With the compassion of serving our neighbors as Christ taught, the parishioners of St. Stephen decided helping the homeless would be a priority of their Alive in Christ Campaign.
Father Bluett played a key role in putting together a board of advisors for Pathways to Home, a collaboration of 18 social service agencies in Seminole County that put homeless families on the path to economic self sufficiency. The program was launched in January of 2010 and received the 2011 Community Innovation Award from United Way of Florida.
“This is very comprehensive case management that we are doing,” said Pathways to Home Executive Director Debbra Groseclose. Currently there are 70 families in the program that includes 184 children and they hope to serve more families in the coming months. The program includes financial education classes and employment services.
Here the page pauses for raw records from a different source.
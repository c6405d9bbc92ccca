use std::path::{Path, PathBuf};

use serde::{Deserialize, Serialize};

use crate::dialect::DialectKind;
use crate::errors::DbError;

/// Logging section of the config file.
#[derive(Debug, Clone, Default, PartialEq, Eq, Serialize, Deserialize)]
#[serde(default)]
pub struct LogConfig {
    pub dir: Option<PathBuf>,
    pub level: Option<String>,
    pub retention: Option<u32>,
    pub trace_sql: bool,
}

/// Runtime configuration.
///
/// Precedence: explicit values > environment > TOML file > defaults (SQLite, in-memory).
#[derive(Debug, Clone, Default, PartialEq, Eq, Serialize, Deserialize)]
#[serde(default)]
pub struct DocSqlConfig {
    pub dialect: DialectKind,
    /// Database file; `None` means in-memory.
    pub database: Option<PathBuf>,
    pub log: LogConfig,
}

impl DocSqlConfig {
    /// # Errors
    /// Returns `ConfigError` for malformed TOML or unknown dialect names.
    pub fn from_toml_str(s: &str) -> Result<Self, DbError> {
        Ok(toml::from_str(s)?)
    }

    /// Loads configuration: `path`, else `DOCSQL_CONFIG`, else `./docsql.toml` if it exists,
    /// else defaults. Environment overrides are applied on top.
    ///
    /// # Errors
    /// Returns `Io` when an explicitly named file cannot be read, `ConfigError` when a file
    /// or an environment value is malformed.
    pub fn load(path: Option<&Path>) -> Result<Self, DbError> {
        let explicit = path
            .map(Path::to_path_buf)
            .or_else(|| std::env::var("DOCSQL_CONFIG").ok().map(PathBuf::from));
        let mut cfg = match explicit {
            Some(p) => Self::read_file(&p)?,
            None => {
                let local = PathBuf::from("docsql.toml");
                if local.exists() {
                    Self::read_file(&local)?
                } else {
                    Self::default()
                }
            }
        };
        cfg.apply_env()?;
        Ok(cfg)
    }

    fn read_file(path: &Path) -> Result<Self, DbError> {
        let text = std::fs::read_to_string(path)
            .map_err(|e| DbError::Io(format!("cannot read config {}: {e}", path.display())))?;
        let cfg = Self::from_toml_str(&text)?;
        log::debug!("loaded config from {}", path.display());
        Ok(cfg)
    }

    /// Overrides fields from `DOCSQL_DIALECT`, `DOCSQL_DB` and the `DOCSQL_LOG_*` variables.
    ///
    /// # Errors
    /// Returns `UnsupportedDialect` for an unknown `DOCSQL_DIALECT`.
    pub fn apply_env(&mut self) -> Result<(), DbError> {
        if let Ok(d) = std::env::var("DOCSQL_DIALECT") {
            self.dialect = d.parse()?;
        }
        if let Ok(p) = std::env::var("DOCSQL_DB") {
            self.database = Some(PathBuf::from(p));
        }
        if let Ok(p) = std::env::var("DOCSQL_LOG_DIR") {
            self.log.dir = Some(PathBuf::from(p));
        }
        if let Ok(l) = std::env::var("DOCSQL_LOG_LEVEL") {
            self.log.level = Some(l);
        }
        if let Some(r) = std::env::var("DOCSQL_LOG_RETENTION").ok().and_then(|s| s.parse().ok()) {
            self.log.retention = Some(r);
        }
        if let Ok(t) = std::env::var("DOCSQL_TRACE_SQL") {
            self.log.trace_sql = crate::logger::is_truthy(&t);
        }
        Ok(())
    }

    /// Installs the log4rs configuration described by `self.log`.
    ///
    /// # Errors
    /// Returns `ConfigError` if log4rs rejects the configuration.
    pub fn init_logging(&self) -> Result<(), DbError> {
        crate::logger::configure_logging(
            self.log.dir.as_deref(),
            self.log.level.as_deref(),
            self.log.retention,
            self.log.trace_sql,
        )
        .map_err(|e| DbError::ConfigError(e.to_string()))
    }
}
With a goal of raising $1.5 million for parish projects through Alive in Christ, St. Stephen’s received $1.6 million in pledges and was able to commit at least one-third of that amount towards Pathways to Home, which has paid for four full time case managers for homeless families.
The remaining Alive in Christ pledges support parish renovations and an ongoing commitment to Pathways to Care, which is a program of Catholic Charities. The 40-bed respite center provides short-term recuperative care and support services for homeless adults.
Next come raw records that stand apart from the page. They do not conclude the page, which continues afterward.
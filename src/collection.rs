use std::sync::Arc;

use serde_json::Value;

use crate::connection::Connection;
use crate::dialect::Dialect;
use crate::document;
use crate::errors::DbError;
use crate::id::IdGenerator;
use crate::logger::AUDIT_TARGET;
use crate::query::{
    Cursor, DeleteReport, Filter, FindOptions, QueryBuilder, RowKey, StoredRow, UpdateReport,
    UpdateSpec, apply_update, parse_update, validate_replacement,
};
use crate::types::{Document, DocumentId, ID_FIELD, SqlValue, Statement};

/// One table of JSON documents.
///
/// Every operation compiles its statements before issuing any of them, so a malformed filter
/// or update never reaches the engine. Multi-document writes first take a full snapshot of the
/// matching rows and only then write, because the engine is never asked to interleave
/// statements with an open result set.
pub struct Collection<'c> {
    name: String,
    conn: &'c dyn Connection,
    builder: QueryBuilder,
    ids: Arc<dyn IdGenerator>,
}

impl<'c> Collection<'c> {
    /// Binds a collection to `conn`, creating its table if needed.
    ///
    /// # Errors
    /// Returns `ExecutionError` if the create statement fails.
    pub fn new(
        conn: &'c dyn Connection,
        dialect: Arc<dyn Dialect>,
        name: &str,
        ids: Arc<dyn IdGenerator>,
    ) -> Result<Self, DbError> {
        let col = Self {
            name: name.to_owned(),
            conn,
            builder: QueryBuilder::new(dialect),
            ids,
        };
        col.execute(&Statement::new(col.builder.build_create_table(name)))?;
        Ok(col)
    }

    #[must_use]
    pub fn name(&self) -> &str {
        &self.name
    }

    #[must_use]
    pub const fn builder(&self) -> &QueryBuilder {
        &self.builder
    }

    fn query(&self, stmt: &Statement) -> Result<Vec<Vec<SqlValue>>, DbError> {
        crate::sql_trace!("{} -- {} params", stmt.sql, stmt.params.len());
        self.conn.query(stmt)
    }

    fn execute(&self, stmt: &Statement) -> Result<u64, DbError> {
        crate::sql_trace!("{} -- {} params", stmt.sql, stmt.params.len());
        self.conn.execute(stmt)
    }

    /// Runs `filter` and returns a cursor over the matching documents.
    ///
    /// # Errors
    /// `CompilationError` for malformed filters or options (nothing is executed), or
    /// `ExecutionError` from the engine.
    pub fn find(&self, filter: &Filter, opts: &FindOptions) -> Result<Cursor, DbError> {
        let plan = self.builder.build_select(&self.name, filter, opts)?;
        let rows = self.query(&plan.statement)?;
        let cursor = Cursor::new(plan, rows.into_iter().map(first_column).collect());
        if cursor.is_pushdown()
            && !opts.sort_specs().is_empty()
            && self.builder.dialect().insertion_order().is_none()
        {
            log::debug!("{}: ties in pushed-down sort follow engine order", self.name);
        }
        Ok(cursor)
    }

    /// First document of `find` with the same options, or `None`.
    ///
    /// # Errors
    /// As [`Collection::find`], plus `DecodeError` if the first row is corrupt.
    pub fn find_one(
        &self,
        filter: &Filter,
        opts: &FindOptions,
    ) -> Result<Option<Document>, DbError> {
        let opts = FindOptions {
            limit: Some(1),
            ..opts.clone()
        };
        let mut cursor = self.find(filter, &opts)?;
        let first = cursor.advance().transpose();
        cursor.close();
        first
    }

    /// # Errors
    /// As [`Collection::find`]; scan-mode counting also surfaces `DecodeError`.
    pub fn count(&self, filter: &Filter) -> Result<u64, DbError> {
        if let Some(stmt) = self.builder.build_count(&self.name, filter)? {
            let rows = self.query(&stmt)?;
            let n = rows
                .first()
                .and_then(|r| r.first())
                .and_then(SqlValue::as_integer)
                .unwrap_or(0);
            return Ok(u64::try_from(n).unwrap_or(0));
        }
        let mut cursor = self.find(filter, &FindOptions::default())?;
        let mut n = 0;
        while let Some(row) = cursor.next_row() {
            row?;
            n += 1;
        }
        Ok(n)
    }

    /// Inserts one document, stamping a generated `_id` when absent.
    ///
    /// # Errors
    /// `CompilationError` for a non-string `_id`, `DuplicateId` when that `_id` is already
    /// stored, or `ExecutionError`.
    pub fn insert_one(&self, doc: Document) -> Result<DocumentId, DbError> {
        let (id, doc) = document::stamp_id(doc, || self.ids.generate_id())?;
        if self.id_taken(&id)? {
            return Err(DbError::DuplicateId(format!("{}: {id}", self.name)));
        }
        let stmt = self.builder.build_insert(&self.name, self.builder.encode(&doc)?);
        self.execute(&stmt)?;
        log::info!(target: AUDIT_TARGET, "insert collection={} id={id}", self.name);
        Ok(id)
    }

    /// Inserts documents in order, stopping at the first failure.
    ///
    /// # Errors
    /// As [`Collection::insert_one`]; documents before the failing one stay inserted.
    pub fn insert_many<I>(&self, docs: I) -> Result<Vec<DocumentId>, DbError>
    where
        I: IntoIterator<Item = Document>,
    {
        docs.into_iter().map(|d| self.insert_one(d)).collect()
    }

    /// Whether a readable stored document already carries `id`.
    fn id_taken(&self, id: &str) -> Result<bool, DbError> {
        let mut by_id = Document::new();
        by_id.insert(ID_FIELD.to_owned(), Value::String(id.to_owned()));
        let mut cursor = self.find(&Filter::Declarative(by_id), &FindOptions::default())?;
        let taken = cursor.by_ref().any(|row| row.is_ok());
        cursor.close();
        Ok(taken)
    }

    /// Fully traverses a cursor over the current matches.
    fn snapshot(&self, filter: &Filter, limit: Option<usize>) -> Result<Vec<StoredRow>, DbError> {
        let opts = FindOptions {
            limit,
            ..FindOptions::default()
        };
        let mut cursor = self.find(filter, &opts)?;
        let mut rows = Vec::new();
        while let Some(row) = cursor.next_row() {
            rows.push(row?);
        }
        Ok(rows)
    }

    /// # Errors
    /// `CompilationError` for malformed filters or update documents, raised before any
    /// statement runs; `ExecutionError` or `DecodeError` otherwise.
    pub fn update_one(&self, filter: &Filter, update: &Document) -> Result<UpdateReport, DbError> {
        self.update(filter, update, Some(1))
    }

    /// Applies `update` to every document matching `filter`.
    ///
    /// A plain document merges its keys over the stored top level; `$set`/`$inc`/`$unset`
    /// documents apply per dotted path. `_id` never changes.
    ///
    /// # Errors
    /// As [`Collection::update_one`].
    pub fn update_many(
        &self,
        filter: &Filter,
        update: &Document,
    ) -> Result<UpdateReport, DbError> {
        self.update(filter, update, None)
    }

    fn update(
        &self,
        filter: &Filter,
        update: &Document,
        limit: Option<usize>,
    ) -> Result<UpdateReport, DbError> {
        let spec = parse_update(update)?;
        let patch = match &spec {
            UpdateSpec::Merge(fields)
                if !fields.is_empty() && fields.values().all(is_patch_scalar) =>
            {
                Some(self.builder.encode(fields)?)
            }
            _ => None,
        };
        let report = self.rewrite(filter, limit, patch.as_deref(), |doc| {
            apply_update(doc, &spec)
        })?;
        log::info!(
            target: AUDIT_TARGET,
            "update collection={} matched={} modified={}",
            self.name,
            report.matched,
            report.modified
        );
        Ok(report)
    }

    /// # Errors
    /// `CompilationError` when the replacement carries operators or an `_id`.
    pub fn replace_one(
        &self,
        filter: &Filter,
        replacement: &Document,
    ) -> Result<UpdateReport, DbError> {
        self.replace(filter, replacement, Some(1))
    }

    /// Replaces every matching document with `replacement`, keeping each stored `_id`.
    ///
    /// # Errors
    /// As [`Collection::replace_one`].
    pub fn replace_many(
        &self,
        filter: &Filter,
        replacement: &Document,
    ) -> Result<UpdateReport, DbError> {
        self.replace(filter, replacement, None)
    }

    fn replace(
        &self,
        filter: &Filter,
        replacement: &Document,
        limit: Option<usize>,
    ) -> Result<UpdateReport, DbError> {
        validate_replacement(replacement)?;
        if replacement.contains_key(ID_FIELD) {
            return Err(DbError::compile("_id is immutable and cannot be replaced"));
        }
        let report = self.rewrite(filter, limit, None, |doc| {
            let mut next = Document::with_capacity(replacement.len() + 1);
            if let Some(id) = doc.get(ID_FIELD) {
                next.insert(ID_FIELD.to_owned(), id.clone());
            }
            next.extend(replacement.iter().map(|(k, v)| (k.clone(), v.clone())));
            let changed = next != *doc;
            *doc = next;
            changed
        })?;
        log::info!(
            target: AUDIT_TARGET,
            "replace collection={} matched={} modified={}",
            self.name,
            report.matched,
            report.modified
        );
        Ok(report)
    }

    /// Snapshot, then write back each row that `change` modified.
    fn rewrite<F>(
        &self,
        filter: &Filter,
        limit: Option<usize>,
        patch: Option<&str>,
        change: F,
    ) -> Result<UpdateReport, DbError>
    where
        F: Fn(&mut Document) -> bool,
    {
        let rows = self.snapshot(filter, limit)?;
        let mut report = UpdateReport {
            matched: rows.len() as u64,
            modified: 0,
        };
        for row in rows {
            let mut doc = row.doc.clone();
            if !change(&mut doc) {
                continue;
            }
            let key = self.builder.row_key(&row.raw, &row.doc);
            let stmt = match (patch, &key) {
                (Some(p), RowKey::Id(_)) => {
                    self.builder
                        .build_patch_row(&self.name, &key, p.to_owned())?
                }
                _ => None,
            };
            let stmt = match stmt {
                Some(s) => s,
                None => {
                    self.builder
                        .build_update_row(&self.name, &key, self.builder.encode(&doc)?)?
                }
            };
            self.execute(&stmt)?;
            report.modified += 1;
        }
        Ok(report)
    }

    /// # Errors
    /// As [`Collection::find`].
    pub fn delete_one(&self, filter: &Filter) -> Result<DeleteReport, DbError> {
        let rows = self.snapshot(filter, Some(1))?;
        let mut report = DeleteReport::default();
        for row in rows {
            let key = self.builder.row_key(&row.raw, &row.doc);
            report.deleted += self.execute(&self.builder.build_delete_row(&self.name, &key)?)?;
        }
        log::info!(
            target: AUDIT_TARGET,
            "delete collection={} deleted={}",
            self.name,
            report.deleted
        );
        Ok(report)
    }

    /// Deletes every document matching `filter`, in one statement when the filter runs in SQL.
    ///
    /// # Errors
    /// As [`Collection::find`].
    pub fn delete_many(&self, filter: &Filter) -> Result<DeleteReport, DbError> {
        let deleted = match self.builder.build_delete_where(&self.name, filter)? {
            Some(stmt) => self.execute(&stmt)?,
            None => {
                let mut n = 0;
                for row in self.snapshot(filter, None)? {
                    let key = self.builder.row_key(&row.raw, &row.doc);
                    n += self.execute(&self.builder.build_delete_row(&self.name, &key)?)?;
                }
                n
            }
        };
        log::info!(target: AUDIT_TARGET, "delete collection={} deleted={deleted}", self.name);
        Ok(DeleteReport { deleted })
    }

    /// Drops the backing table.
    ///
    /// # Errors
    /// Returns `ExecutionError` if the engine rejects the statement.
    pub fn drop(self) -> Result<(), DbError> {
        self.execute(&Statement::new(self.builder.build_drop_table(&self.name)))?;
        log::info!(target: AUDIT_TARGET, "drop collection={}", self.name);
        Ok(())
    }
}

impl std::fmt::Debug for Collection<'_> {
    fn fmt(&self, f: &mut std::fmt::Formatter<'_>) -> std::fmt::Result {
        f.debug_struct("Collection")
            .field("name", &self.name)
            .field("dialect", &self.builder.dialect().kind())
            .finish()
    }
}

fn first_column(row: Vec<SqlValue>) -> SqlValue {
    row.into_iter().next().unwrap_or(SqlValue::Null)
}

const fn is_patch_scalar(v: &Value) -> bool {
    matches!(v, Value::Bool(_) | Value::Number(_) | Value::String(_))
}
use serde_json::{Map, Value};

/// A stored document: an ordered JSON object. Every stored document carries a string `_id`.
pub type Document = Map<String, Value>;

/// The opaque 24-hex-character identifier stored under `_id`.
pub type DocumentId = String;

pub const ID_FIELD: &str = "_id";

/// A value crossing the SQL boundary, either as a bound parameter or as a result column.
#[derive(Debug, Clone, PartialEq)]
pub enum SqlValue {
    Null,
    Integer(i64),
    Real(f64),
    Text(String),
    /// Column bytes that are not valid UTF-8.
    Blob(Vec<u8>),
}

impl SqlValue {
    #[must_use]
    pub fn as_text(&self) -> Option<&str> {
        match self {
            Self::Text(s) => Some(s),
            _ => None,
        }
    }

    #[must_use]
    pub const fn as_integer(&self) -> Option<i64> {
        match self {
            Self::Integer(i) => Some(*i),
            _ => None,
        }
    }
}

/// SQL text plus its positional parameters. Values never appear inside `sql`.
#[derive(Debug, Clone, Default, PartialEq)]
pub struct Statement {
    pub sql: String,
    pub params: Vec<SqlValue>,
}

impl Statement {
    pub fn new(sql: impl Into<String>) -> Self {
        Self {
            sql: sql.into(),
            params: Vec::new(),
        }
    }
}
use thiserror::Error;

#[derive(Debug, Error)]
pub enum DbError {
    /// Unsupported operator or malformed filter/update document. Raised before any statement runs.
    #[error("Compilation error: {0}")]
    CompilationError(String),

    /// A stored row does not hold a JSON object.
    #[error("Decode error: {0}")]
    DecodeError(String),

    /// The engine rejected a statement; the engine's own error is kept as the source.
    #[error("Execution error: {0}")]
    ExecutionError(#[source] Box<dyn std::error::Error + Send + Sync>),

    #[error("Serde JSON: {0}")]
    Json(#[from] serde_json::Error),

    #[error("Config error: {0}")]
    ConfigError(String),

    #[error("I/O error: {0}")]
    Io(String),

    /// An insert carried an `_id` already stored in the collection.
    #[error("Duplicate id: {0}")]
    DuplicateId(String),

    #[error("Unsupported dialect: {0}")]
    UnsupportedDialect(String),
}

impl DbError {
    pub(crate) fn compile(msg: impl Into<String>) -> Self {
        Self::CompilationError(msg.into())
    }
}

impl From<rusqlite::Error> for DbError {
    fn from(e: rusqlite::Error) -> Self {
        Self::ExecutionError(Box::new(e))
    }
}

impl From<std::io::Error> for DbError {
    fn from(e: std::io::Error) -> Self {
        Self::Io(e.to_string())
    }
}

impl From<toml::de::Error> for DbError {
    fn from(e: toml::de::Error) -> Self {
        Self::ConfigError(e.to_string())
    }
}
“Pathways to Care is the only organization of its kind in the area,” said Arne Nelson, president and CEO of Catholic Charities of Central Florida. “Most of the funding comes through the Catholic Church, Catholic Charities and individuals. Without the generosity of the parishioners at St. Stephen’s and their love and compassion for people with no hope, Pathways to Care wouldn’t exist.”
For families who have been hit hard by the economic downturn and foreclosure crisis, the love and compassion shown by parishioners is critical. Father Bluett noted that the number of homeless youth in Seminole County might actually be higher because middle school and high school students are reluctant to divulge their homelessness.
“A majority of (these families) are living in motels, living in cars, living with extended families and they are living in the woods,” he said. “They are good people who have simply fallen onto hard times.”